La leyenda de “la puñalada por la espalda”
Hola a todos,
Cada vez que se inicia un debate o estudio acerca de las posibles causas que llevaron a Hitler a la Cancillería del Reich el 30 de enero de 1.933, y en particular, las razones que propiciaron un auge de los movimientos ultranacionalistas en Alemania, desde 1.919, siempre aparece, como denominador común de ciertas posturas ideológicas la denominada leyenda de la “puñalada por la espalda”. Con ella se pretende significar que fueron los políticos, los “parlamentaristas”, quienes traicionaron al ejército alemán firmando una capitulación “innecesaria” y “vergonzosa” cuando éste aún se encontraba ocupando el suelo enemigo. En definitiva, es a los políticos, y no a los militares a quienes se responsabiliza de todos los males acaecidos desde 1.919 minando con ello desde sus bases, la naturaleza de la propia República de Weimar nacida tras la PGM.
Es esta “leyenda”, algo normalmente no bien explicado, y generalmente, consecuencia de lo anterior, no bien entendido, ya que en la mayoría de las ocasiones resulta más interesante ofrecer una visión sesgada de lo que realmente ocurrió en aquéllas tempestuosas jornadas que se sucedieron desde el día 29 de septiembre de 1.918. Tratemos de ver qué sucedió realmente durante aquéllos días, y cuales fueron las circunstancias que desencadenaron, no la derrota que era algo inevitable, sino la capitulación Alemana, en las condiciones en que ésta se produjo. Y para ello, permítaseme seguir, y citar las palabras de quien, a mi modesto entender, mejor lo ha descrito. Sebastian Haffner, en su magistral obra "Die Deutsche Revolution", publicada en castellano bajo el título "La revolución alemana 1918 - 1919". (págs. 27 y siguientes)
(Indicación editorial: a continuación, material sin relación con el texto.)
// Copyright 2026 Hypermesh Foundation. All rights reserved.
// Cyberwheel Simulation Core - Defender Action Contract

use std::fmt;

use rand::Rng;
use serde::{Deserialize, Serialize};

use crate::network::{Network, NetworkError};
use crate::types::SimRng;

// ---------------------------------------------------------------------------
// Errors
// ---------------------------------------------------------------------------

#[derive(Debug, thiserror::Error)]
pub enum ActionError {
    #[error("action '{action}' expects a {expected} target, got {got}")]
    WrongTarget {
        action: String,
        expected: TargetKind,
        got: TargetKind,
    },

    #[error("shared data '{name}' is not a {expected}")]
    WrongSharedData { name: String, expected: &'static str },

    #[error(transparent)]
    Network(#[from] NetworkError),
}

impl ActionError {
    pub fn is_structural(&self) -> bool {
        match self {
            ActionError::Network(e) => e.is_structural(),
            ActionError::WrongTarget { .. } | ActionError::WrongSharedData { .. } => true,
        }
    }
}

// ---------------------------------------------------------------------------
// Results
// ---------------------------------------------------------------------------

/// How an action affects the standing reward tied to its id.
#[derive(Debug, Clone, Copy, PartialEq, Eq, Default, Serialize, Deserialize)]
#[serde(try_from = "i8", into = "i8")]
pub enum Recurring {
    Stop,
    #[default]
    Keep,
    Start,
}

impl TryFrom<i8> for Recurring {
    type Error = String;

    fn try_from(value: i8) -> Result<Self, Self::Error> {
        match value {
            -1 => Ok(Recurring::Stop),
            0 => Ok(Recurring::Keep),
            1 => Ok(Recurring::Start),
            other => Err(format!("recurring must be -1, 0 or 1, got {other}")),
        }
    }
}

impl From<Recurring> for i8 {
    fn from(r: Recurring) -> Self {
        match r {
            Recurring::Stop => -1,
            Recurring::Keep => 0,
            Recurring::Start => 1,
        }
    }
}

#[derive(Debug, Clone, PartialEq, Eq, Default, Serialize, Deserialize)]
pub struct BlueActionReturn {
    /// Non-empty only when the action starts or stops a standing effect.
    pub id: String,
    pub success: bool,
    pub recurring: Recurring,
}

impl BlueActionReturn {
    pub fn new(id: impl Into<String>, success: bool, recurring: Recurring) -> Self {
        Self {
            id: id.into(),
            success,
            recurring,
        }
    }

    pub fn succeeded() -> Self {
        Self::new("", true, Recurring::Keep)
    }

    pub fn failed() -> Self {
        Self::new("", false, Recurring::Keep)
    }
}

// ---------------------------------------------------------------------------
// Targets
// ---------------------------------------------------------------------------

#[derive(Debug, Clone, Copy, PartialEq, Eq, Serialize, Deserialize)]
#[serde(rename_all = "snake_case")]
pub enum TargetKind {
    Standalone,
    Host,
    Subnet,
    Range,
}

impl fmt::Display for TargetKind {
    fn fmt(&self, f: &mut fmt::Formatter<'_>) -> fmt::Result {
        let s = match self {
            TargetKind::Standalone => "standalone",
            TargetKind::Host => "host",
            TargetKind::Subnet => "subnet",
            TargetKind::Range => "range",
        };
        f.write_str(s)
    }
}

#[derive(Debug, Clone, PartialEq, Eq)]
pub enum ActionTarget {
    None,
    Host(String),
    Subnet(String),
    Index(usize),
}

impl ActionTarget {
    pub fn kind(&self) -> TargetKind {
        match self {
            ActionTarget::None => TargetKind::Standalone,
            ActionTarget::Host(_) => TargetKind::Host,
            ActionTarget::Subnet(_) => TargetKind::Subnet,
            ActionTarget::Index(_) => TargetKind::Range,
        }
    }

    /// Host or subnet name, if the target has one.
    pub fn name(&self) -> Option<&str> {
        match self {
            ActionTarget::Host(n) | ActionTarget::Subnet(n) => Some(n),
            ActionTarget::None | ActionTarget::Index(_) => None,
        }
    }
}

/// What an action may touch while it runs.
pub struct ActionContext<'a> {
    pub network: &'a mut Network,
    pub rng: &'a mut SimRng,
}

/// Random 32-digit hex id for decoys and no-op results.
pub fn generate_id(rng: &mut impl Rng) -> String {
    format!("{:032x}", rng.gen::<u128>())
}

// ---------------------------------------------------------------------------
// Trait
// ---------------------------------------------------------------------------

pub trait BlueAction: fmt::Debug {
    /// Registry class this instance was built from.
    fn class(&self) -> &'static str;

    fn target_kind(&self) -> TargetKind;

    /// Run the action. Policy-level failures (already isolated, empty decoy
    /// slot) come back as `success: false`, not as errors.
    ///
    /// # Errors
    /// [`ActionError`] for a mismatched target or a network fault.
    fn execute(&mut self, ctx: &mut ActionContext<'_>, target: &ActionTarget) -> Result<BlueActionReturn, ActionError>;
}

pub(crate) fn expect_host<'t>(action: &dyn BlueAction, target: &'t ActionTarget) -> Result<&'t str, ActionError> {
    match target {
        ActionTarget::Host(name) => Ok(name),
        other => Err(wrong_target(action, other)),
    }
}

pub(crate) fn expect_subnet<'t>(action: &dyn BlueAction, target: &'t ActionTarget) -> Result<&'t str, ActionError> {
    match target {
        ActionTarget::Subnet(name) => Ok(name),
        other => Err(wrong_target(action, other)),
    }
}

pub(crate) fn expect_index(action: &dyn BlueAction, target: &ActionTarget) -> Result<usize, ActionError> {
    match target {
        ActionTarget::Index(i) => Ok(*i),
        other => Err(wrong_target(action, other)),
    }
}

fn wrong_target(action: &dyn BlueAction, got: &ActionTarget) -> ActionError {
    ActionError::WrongTarget {
        action: action.class().to_string(),
        expected: action.target_kind(),
        got: got.kind(),
    }
}

#[cfg(test)]
mod tests {
    use super::*;
    use crate::types::seeded_rng;

    #[test]
    fn recurring_accepts_only_unit_steps() {
        assert_eq!(Recurring::try_from(-1), Ok(Recurring::Stop));
        assert_eq!(Recurring::try_from(1), Ok(Recurring::Start));
        assert!(Recurring::try_from(2).is_err());
        assert_eq!(i8::from(Recurring::Keep), 0);
    }

    #[test]
    fn ids_are_hex_and_seeded() {
        let a = generate_id(&mut seeded_rng(1));
        let b = generate_id(&mut seeded_rng(1));
        assert_eq!(a, b);
        assert_eq!(a.len(), 32);
        assert!(a.chars().all(|c| c.is_ascii_hexdigit()));
    }

    #[test]
    fn target_kinds() {
        assert_eq!(ActionTarget::Index(3).kind(), TargetKind::Range);
        assert_eq!(ActionTarget::Subnet("dmz".into()).name(), Some("dmz"));
        assert_eq!(ActionTarget::None.name(), None);
    }
}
El domingo 29 de septiembre de 1.918 es una de las fechas, no se si más importantes, pero desde luego más significativas de la historia alemana. Los hechos que tuvieron lugar ese día, al contrario de lo sucedido en otras fechas significativas como el 30 de enero de 1.933 o el 8 de mayo de 1.945 no aparecieron al día siguiente publicados en los periódicos; por el contrario, durante muchos años constituyeron un auténtico secreto de estado. Pero incluso, cuando finalmente todo lo sucedido salió a la luz, estos hechos se mantuvieron, curiosamente, bajo un contorno indefinido.
Sobre la personalidad de Ludendorff
El 29 de septiembre de 1.918 fue un 8 de mayo de 1.945 y un 30 de enero de 1.933 en un mismo día. Significó simultáneamente la capitulación y la reforma del Estado. Y ambas cosas sucedieron gracias al empeño de un solo hombre, cuyo cargo constitucional no le autorizaba en lo más mínimo a llevar a cabo acciones de tal magnitud. Este hombre era el jefe adjunto del Estado Mayor General: Erich Ludendorff.
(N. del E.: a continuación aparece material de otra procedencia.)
// Copyright 2026 Hypermesh Foundation. All rights reserved.
// Cyberwheel Simulation Core - Action Registry

//! Static name → factory table for defender actions. The catalog refers to
//! implementations by these names only.

use std::collections::BTreeMap;

use super::action::{BlueAction, TargetKind};
use super::actions::{
    DecoyConfig, DeployDecoyHost, IsolateDecoy, IsolateDecoyHost, IsolateHost, Nothing, QuarantineHost,
    ReconnectHost, RemoveDecoyHost, RemoveQuarantineHost, Restore,
};
use super::shared::SharedData;
use crate::error::ConfigError;

/// Everything a factory needs to build one catalog entry.
pub struct ActionDecl<'a> {
    pub name: &'a str,
    pub configs: &'a serde_yaml::Value,
    /// Only the containers this action declared.
    pub shared: &'a BTreeMap<String, SharedData>,
}

impl ActionDecl<'_> {
    fn decoy_config(&self) -> Result<DecoyConfig, ConfigError> {
        if self.configs.is_null() {
            return Ok(DecoyConfig::default());
        }
        Ok(serde_yaml::from_value(self.configs.clone())?)
    }

    fn shared(&self, key: &str, kind: &'static str) -> Result<Option<SharedData>, ConfigError> {
        let Some(data) = self.shared.get(key) else {
            return Ok(None);
        };
        let found = data.borrow().kind();
        let compatible = match kind {
            "IsolateData" => found == "IsolateData",
            _ => found != "IsolateData",
        };
        if !compatible {
            return Err(ConfigError::InvalidValue {
                key: format!("{}.shared_data.{key}", self.name),
                reason: format!("expected {kind}, found {found}"),
            });
        }
        Ok(Some(data.clone()))
    }

    fn required_shared(&self, key: &str, kind: &'static str) -> Result<SharedData, ConfigError> {
        self.shared(key, kind)?.ok_or_else(|| ConfigError::UnknownSharedData {
            action: self.name.to_string(),
            name: key.to_string(),
        })
    }
}

type Factory = fn(&ActionDecl<'_>) -> BuildResult;

pub struct RegistryEntry {
    pub class: &'static str,
    pub target: TargetKind,
    factory: Factory,
}

impl RegistryEntry {
    /// # Errors
    /// Bad `configs` or missing / mistyped shared data.
    pub fn build(&self, decl: &ActionDecl<'_>) -> Result<Box<dyn BlueAction>, ConfigError> {
        (self.factory)(decl)
    }
}

const DECOY_LIST: &str = "decoy_list";
const QUARANTINE_LIST: &str = "quarantine_list";
const ISOLATE_DATA: &str = "isolate_data";

type BuildResult = Result<Box<dyn BlueAction>, ConfigError>;

fn deploy_decoy_host(decl: &ActionDecl<'_>) -> BuildResult {
    let host_type = decl.decoy_config()?.host_type().map_err(|e| invalid_configs(decl, e))?;
    Ok(Box::new(DeployDecoyHost::new(host_type, decl.shared(DECOY_LIST, "list")?)))
}

fn remove_decoy_host(decl: &ActionDecl<'_>) -> BuildResult {
    Ok(Box::new(RemoveDecoyHost::new(decl.shared(DECOY_LIST, "list")?)))
}

fn isolate_decoy_host(decl: &ActionDecl<'_>) -> BuildResult {
    let host_type = decl.decoy_config()?.host_type().map_err(|e| invalid_configs(decl, e))?;
    Ok(Box::new(IsolateDecoyHost::new(host_type, decl.shared(ISOLATE_DATA, "IsolateData")?)))
}

fn isolate_decoy(decl: &ActionDecl<'_>) -> BuildResult {
    Ok(Box::new(IsolateDecoy::new(decl.required_shared(ISOLATE_DATA, "IsolateData")?)))
}

fn isolate_host(_: &ActionDecl<'_>) -> BuildResult {
    Ok(Box::new(IsolateHost))
}

fn reconnect_host(_: &ActionDecl<'_>) -> BuildResult {
    Ok(Box::new(ReconnectHost))
}

fn quarantine_host(decl: &ActionDecl<'_>) -> BuildResult {
    Ok(Box::new(QuarantineHost::new(decl.shared(QUARANTINE_LIST, "list")?)))
}

fn remove_quarantine_host(decl: &ActionDecl<'_>) -> BuildResult {
    Ok(Box::new(RemoveQuarantineHost::new(decl.shared(QUARANTINE_LIST, "list")?)))
}

fn restore(_: &ActionDecl<'_>) -> BuildResult {
    Ok(Box::new(Restore))
}

fn nothing(_: &ActionDecl<'_>) -> BuildResult {
    Ok(Box::new(Nothing))
}

static REGISTRY: [RegistryEntry; 10] = [
    RegistryEntry { class: "DeployDecoyHost", target: TargetKind::Subnet, factory: deploy_decoy_host },
    RegistryEntry { class: "RemoveDecoyHost", target: TargetKind::Subnet, factory: remove_decoy_host },
    RegistryEntry { class: "IsolateDecoyHost", target: TargetKind::Subnet, factory: isolate_decoy_host },
    RegistryEntry { class: "IsolateDecoy", target: TargetKind::Range, factory: isolate_decoy },
    RegistryEntry { class: "IsolateHost", target: TargetKind::Host, factory: isolate_host },
    RegistryEntry { class: "ReconnectHost", target: TargetKind::Host, factory: reconnect_host },
    RegistryEntry { class: "QuarantineHost", target: TargetKind::Host, factory: quarantine_host },
    RegistryEntry { class: "RemoveQuarantineHost", target: TargetKind::Host, factory: remove_quarantine_host },
    RegistryEntry { class: "Restore", target: TargetKind::Host, factory: restore },
    RegistryEntry { class: "Nothing", target: TargetKind::Standalone, factory: nothing },
];

fn invalid_configs(decl: &ActionDecl<'_>, err: crate::network::NetworkError) -> ConfigError {
    ConfigError::InvalidValue {
        key: format!("{}.configs", decl.name),
        reason: err.to_string(),
    }
}

/// # Errors
/// [`ConfigError::UnknownActionClass`] if nothing is registered under `class`.
pub fn lookup(class: &str) -> Result<&'static RegistryEntry, ConfigError> {
    REGISTRY
        .iter()
        .find(|e| e.class == class)
        .ok_or_else(|| ConfigError::UnknownActionClass(class.to_string()))
}

pub fn classes() -> impl Iterator<Item = &'static str> {
    REGISTRY.iter().map(|e| e.class)
}

#[cfg(test)]
mod tests {
    use super::*;
    use crate::blue::shared::SharedDataDecl;

    #[test]
    fn every_reference_class_is_registered() {
        let names: Vec<_> = classes().collect();
        assert_eq!(names.len(), 10);
        for class in ["DeployDecoyHost", "IsolateDecoy", "RemoveQuarantineHost", "Nothing"] {
            assert!(names.contains(&class), "missing {class}");
        }
    }

    #[test]
    fn unknown_class_is_a_config_error() {
        let err = lookup("LaunchMissiles");
        assert!(matches!(err, Err(ConfigError::UnknownActionClass(_))), "expected UnknownActionClass");
    }

    #[test]
    fn isolate_decoy_requires_its_data() {
        let entry = lookup("IsolateDecoy").expect("test: entry");
        let shared = BTreeMap::new();
        let configs = serde_yaml::Value::Null;
        let decl = ActionDecl {
            name: "isolate_decoy",
            configs: &configs,
            shared: &shared,
        };
        let err = entry.build(&decl);
        assert!(matches!(err, Err(ConfigError::UnknownSharedData { .. })), "expected UnknownSharedData, got {err:?}");
    }

    #[test]
    fn mistyped_shared_data_is_rejected() {
        let entry = lookup("IsolateDecoy").expect("test: entry");
        let shared = BTreeMap::from([(
            ISOLATE_DATA.to_string(),
            SharedDataDecl::Builtin("list".into()).build().expect("test: list"),
        )]);
        let configs = serde_yaml::Value::Null;
        let decl = ActionDecl {
            name: "isolate_decoy",
            configs: &configs,
            shared: &shared,
        };
        let err = entry.build(&decl);
        assert!(matches!(err, Err(ConfigError::InvalidValue { .. })), "expected InvalidValue, got {err:?}");
    }

    #[test]
    fn decoy_configs_are_parsed() {
        let entry = lookup("DeployDecoyHost").expect("test: entry");
        let configs: serde_yaml::Value =
            serde_yaml::from_str("decoy_type: server\nservices:\n  - name: ssh\n    port: 22\n").expect("test: yaml");
        let shared = BTreeMap::new();
        let decl = ActionDecl {
            name: "deploy_decoy",
            configs: &configs,
            shared: &shared,
        };
        let action = entry.build(&decl).expect("test: build");
        assert_eq!(action.target_kind(), TargetKind::Subnet);
        assert_eq!(action.class(), "DeployDecoyHost");
    }
}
Hemos de comenzar diciendo que el poder de Ludendorff fue casi ilimitado durante los dos últimos años de la guerra, y tal poder nunca se mostró tan deslumbrante como ese día en que hizo entrega del poder y destruyó su instrumento de gobierno. Puede llegar a decirse sin rubor alguno que ese día, Ludendorff ejerció un poder que ningún otro alemán antes de Hitler poseyó jamás, ni siquiera Bismarck. Incluso, su jefe nominal, el Mariscal de Campo von Hindenburg, no fue otra cosa que su obediente instrumento. El káiser, jefe supremo de ejército conforme prescribía la Constitución, se había acostumbrado a ejecutar como una orden todos los deseos del Alto Mando, tanto en el ámbito político como en el militar. Era Ludendorff quien decidía cuándo y cómo entraban y salían tanto el Canciller como los ministros. De este modo, cuando Ludendorff decidió, de un día para otro, convertir la Alemania de Bismarck en una democracia parlamentaria, no había quien le contradijera u ofreciese resistencia.
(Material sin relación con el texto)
// Copyright 2026 Hypermesh Foundation. All rights reserved.
// Cyberwheel Simulation Core - Address Pools

//! Per-subnet address pool.
//!
//! The pool is the subnet's usable host range minus the addresses currently
//! leased. Leases are tracked explicitly so large IPv6 ranges never have to be
//! materialized.

use std::collections::BTreeSet;
use std::net::{IpAddr, Ipv4Addr, Ipv6Addr};

use ipnetwork::IpNetwork;
use rand::Rng;
use serde::{Deserialize, Serialize};

#[derive(Debug, Clone, Serialize, Deserialize)]
pub struct AddressPool {
    network: IpNetwork,
    leased: BTreeSet<IpAddr>,
}

impl AddressPool {
    pub fn new(network: IpNetwork) -> Self {
        Self {
            network,
            leased: BTreeSet::new(),
        }
    }

    pub fn network(&self) -> IpNetwork {
        self.network
    }

    /// First usable address (as an integer) and the number of usable addresses.
    fn bounds(&self) -> (u128, u128) {
        match self.network {
            IpNetwork::V4(n) => {
                let base = u32::from(n.network()) as u128;
                let size = 1u128 << (32 - u32::from(n.prefix()));
                if n.prefix() >= 31 {
                    (base, size)
                } else {
                    (base + 1, size - 2)
                }
            }
            IpNetwork::V6(n) => {
                let base = u128::from(n.network());
                let bits = 128 - u32::from(n.prefix());
                let size = 1u128.checked_shl(bits).unwrap_or(u128::MAX);
                if n.prefix() >= 127 {
                    (base, size)
                } else {
                    (base + 1, size - 1)
                }
            }
        }
    }

    fn addr_at(&self, offset: u128) -> IpAddr {
        let (start, _) = self.bounds();
        match self.network {
            IpNetwork::V4(_) => IpAddr::V4(Ipv4Addr::from((start + offset) as u32)),
            IpNetwork::V6(_) => IpAddr::V6(Ipv6Addr::from(start.wrapping_add(offset))),
        }
    }

    fn offset_of(&self, ip: IpAddr) -> Option<u128> {
        let (start, count) = self.bounds();
        let value = match (self.network, ip) {
            (IpNetwork::V4(_), IpAddr::V4(v4)) => u32::from(v4) as u128,
            (IpNetwork::V6(_), IpAddr::V6(v6)) => u128::from(v6),
            _ => return None,
        };
        let offset = value.checked_sub(start)?;
        (offset < count).then_some(offset)
    }

    /// Number of usable host addresses in the range.
    pub fn capacity(&self) -> u128 {
        self.bounds().1
    }

    pub fn available(&self) -> u128 {
        self.capacity() - self.leased.len() as u128
    }

    pub fn leased_count(&self) -> usize {
        self.leased.len()
    }

    pub fn is_leased(&self, ip: IpAddr) -> bool {
        self.leased.contains(&ip)
    }

    /// Whether `ip` falls in the usable range (leased or not).
    pub fn is_usable(&self, ip: IpAddr) -> bool {
        self.offset_of(ip).is_some()
    }

    /// Lease the lowest free address.
    pub fn lease_first(&mut self) -> Option<IpAddr> {
        let ip = self.first_free_from(0)?;
        self.leased.insert(ip);
        Some(ip)
    }

    /// Lease a uniformly chosen free address.
    pub fn lease_random(&mut self, rng: &mut impl Rng) -> Option<IpAddr> {
        if self.available() == 0 {
            return None;
        }
        let mut offset = rng.gen_range(0..self.available());
        // leased offsets in ascending order; each one at or below the
        // candidate pushes it one slot further
        for taken in self.leased.iter().filter_map(|ip| self.offset_of(*ip)) {
            if taken > offset {
                break;
            }
            offset += 1;
        }
        let ip = self.addr_at(offset);
        self.leased.insert(ip);
        Some(ip)
    }

    /// Lease a specific address. Fails if it is outside the range or taken.
    pub fn lease_specific(&mut self, ip: IpAddr) -> bool {
        if !self.is_usable(ip) {
            return false;
        }
        self.leased.insert(ip)
    }

    /// Return an address to the pool.
    pub fn release(&mut self, ip: IpAddr) -> bool {
        self.leased.remove(&ip)
    }

    /// Up to `limit` free addresses in ascending order.
    pub fn free_addresses(&self, limit: usize) -> Vec<IpAddr> {
        let (_, count) = self.bounds();
        let mut out = Vec::new();
        let mut offset = 0u128;
        while out.len() < limit && offset < count {
            let ip = self.addr_at(offset);
            if !self.leased.contains(&ip) {
                out.push(ip);
            }
            offset += 1;
        }
        out
    }

    fn first_free_from(&self, start: u128) -> Option<IpAddr> {
        if self.available() == 0 {
            return None;
        }
        let (_, count) = self.bounds();
        (start..count)
            .map(|offset| self.addr_at(offset))
            .find(|ip| !self.leased.contains(ip))
    }
}

#[cfg(test)]
mod tests {
    use super::*;
    use std::collections::BTreeMap;

    use crate::types::seeded_rng;

    fn pool(cidr: &str) -> AddressPool {
        AddressPool::new(cidr.parse().expect("test: cidr"))
    }

    #[test]
    fn ipv4_excludes_network_and_broadcast() {
        let p = pool("192.168.1.0/30");
        assert_eq!(p.capacity(), 2);
        assert!(!p.is_usable("192.168.1.0".parse().expect("test: ip")));
        assert!(p.is_usable("192.168.1.1".parse().expect("test: ip")));
        assert!(!p.is_usable("192.168.1.3".parse().expect("test: ip")));
    }

    #[test]
    fn point_to_point_ranges_use_every_address() {
        assert_eq!(pool("10.0.0.0/31").capacity(), 2);
        assert_eq!(pool("10.0.0.7/32").capacity(), 1);
        assert_eq!(pool("fd00::/127").capacity(), 2);
    }

    #[test]
    fn ipv6_skips_subnet_router_anycast() {
        let mut p = pool("fd00::/120");
        assert_eq!(p.capacity(), 255);
        let first = p.lease_first().expect("test: lease");
        assert_eq!(first, "fd00::1".parse::<IpAddr>().expect("test: ip"));
    }

    #[test]
    fn lease_first_is_lowest_free() {
        let mut p = pool("10.1.0.0/24");
        assert_eq!(p.lease_first(), Some("10.1.0.1".parse().expect("test: ip")));
        assert_eq!(p.lease_first(), Some("10.1.0.2".parse().expect("test: ip")));
        assert!(p.release("10.1.0.1".parse().expect("test: ip")));
        assert_eq!(p.lease_first(), Some("10.1.0.1".parse().expect("test: ip")));
    }

    #[test]
    fn random_leases_exhaust_small_pool_without_duplicates() {
        let mut rng = seeded_rng(11);
        let mut p = pool("10.2.0.0/29");
        let mut seen = BTreeSet::new();
        while let Some(ip) = p.lease_random(&mut rng) {
            assert!(seen.insert(ip), "duplicate lease {ip}");
        }
        assert_eq!(seen.len(), 6);
        assert_eq!(p.available(), 0);
    }

    #[test]
    fn random_lease_is_uniform_over_free_addresses() {
        let mut rng = seeded_rng(17);
        let mut p = pool("10.0.0.0/29");
        for _ in 0..3 {
            p.lease_first().expect("test: lease");
        }
        let mut counts: BTreeMap<IpAddr, u32> = BTreeMap::new();
        for _ in 0..6000 {
            let ip = p.lease_random(&mut rng).expect("test: lease");
            *counts.entry(ip).or_default() += 1;
            assert!(p.release(ip));
        }
        // .4, .5 and .6 are free; each should land near 2000
        assert_eq!(counts.len(), 3);
        for (ip, n) in &counts {
            assert!((1700..=2300).contains(n), "{ip} drawn {n} times");
        }
        assert_eq!(p.leased_count(), 3);
    }

    #[test]
    fn random_lease_skips_scattered_leases() {
        let mut rng = seeded_rng(23);
        let mut p = pool("10.3.0.0/29");
        for last in [2u8, 4, 6] {
            assert!(p.lease_specific(IpAddr::V4(Ipv4Addr::new(10, 3, 0, last))));
        }
        let mut seen = BTreeSet::new();
        while let Some(ip) = p.lease_random(&mut rng) {
            seen.insert(ip);
        }
        let odd: BTreeSet<IpAddr> = [1u8, 3, 5].iter().map(|l| IpAddr::V4(Ipv4Addr::new(10, 3, 0, *l))).collect();
        assert_eq!(seen, odd);
    }

    #[test]
    fn available_plus_leased_is_capacity() {
        let mut rng = seeded_rng(3);
        let mut p = pool("172.16.0.0/26");
        let cap = p.capacity();
        let a = p.lease_random(&mut rng).expect("test: lease");
        let _b = p.lease_random(&mut rng).expect("test: lease");
        assert_eq!(p.available() + p.leased_count() as u128, cap);
        p.release(a);
        assert_eq!(p.available() + p.leased_count() as u128, cap);
    }

    #[test]
    fn lease_specific_rejects_out_of_range_and_taken() {
        let mut p = pool("10.9.0.0/24");
        let inside: IpAddr = "10.9.0.40".parse().expect("test: ip");
        assert!(p.lease_specific(inside));
        assert!(!p.lease_specific(inside));
        assert!(!p.lease_specific("10.8.0.40".parse().expect("test: ip")));
        assert_eq!(p.free_addresses(2).len(), 2);
    }
}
Es curioso y a la par sorprendente que este hombre, que no era más que un general como otros, y sólo ostentaba el cargo de segundo de “a bordo” dentro del Alto Estado Mayor del Ejército, sin cargo político ni mandato alguno pudiera llegar a acumular un poder dictatorial como el que ejerció durante ese período. Incluso hoy día los historiadores no han llegado a encontrar una respuesta clara a este interrogante. Al mismo tiempo, el propio carácter y personalidad del sujeto mantiene una aureola enigmática; y cuanto más se profundiza en su estudio, más enigmático se nos revela.
Si bien Ludendorff no era ningún héroe popular, como Hindenburg, las masas tampoco significaban nada para él, quien cedió la popularidad y esplendor a su superior. La vanidad no era uno de sus atributos. Podría llegarse a afirmar que no le daba ninguna importancia a la fachada (los atributos ) del poder, sino el poder en sí; pero si observamos con detenimiento, incluso el poder en sí también le resultaba indiferente. Y es que ningún dictador “de facto” a lo largo de la Historia ha entregado voluntaria y conscientemente su poder, organizando el traspaso reglamentario a sus opositores sin previa autorización, tal y como lo hizo Ludendorff. Sólo Lucio Cornelio Sila protagonizó un espectáculo parecido, pero ni si quiera el ilustre romano, muestra un desprecio al poder en sí como lo hace el general alemán.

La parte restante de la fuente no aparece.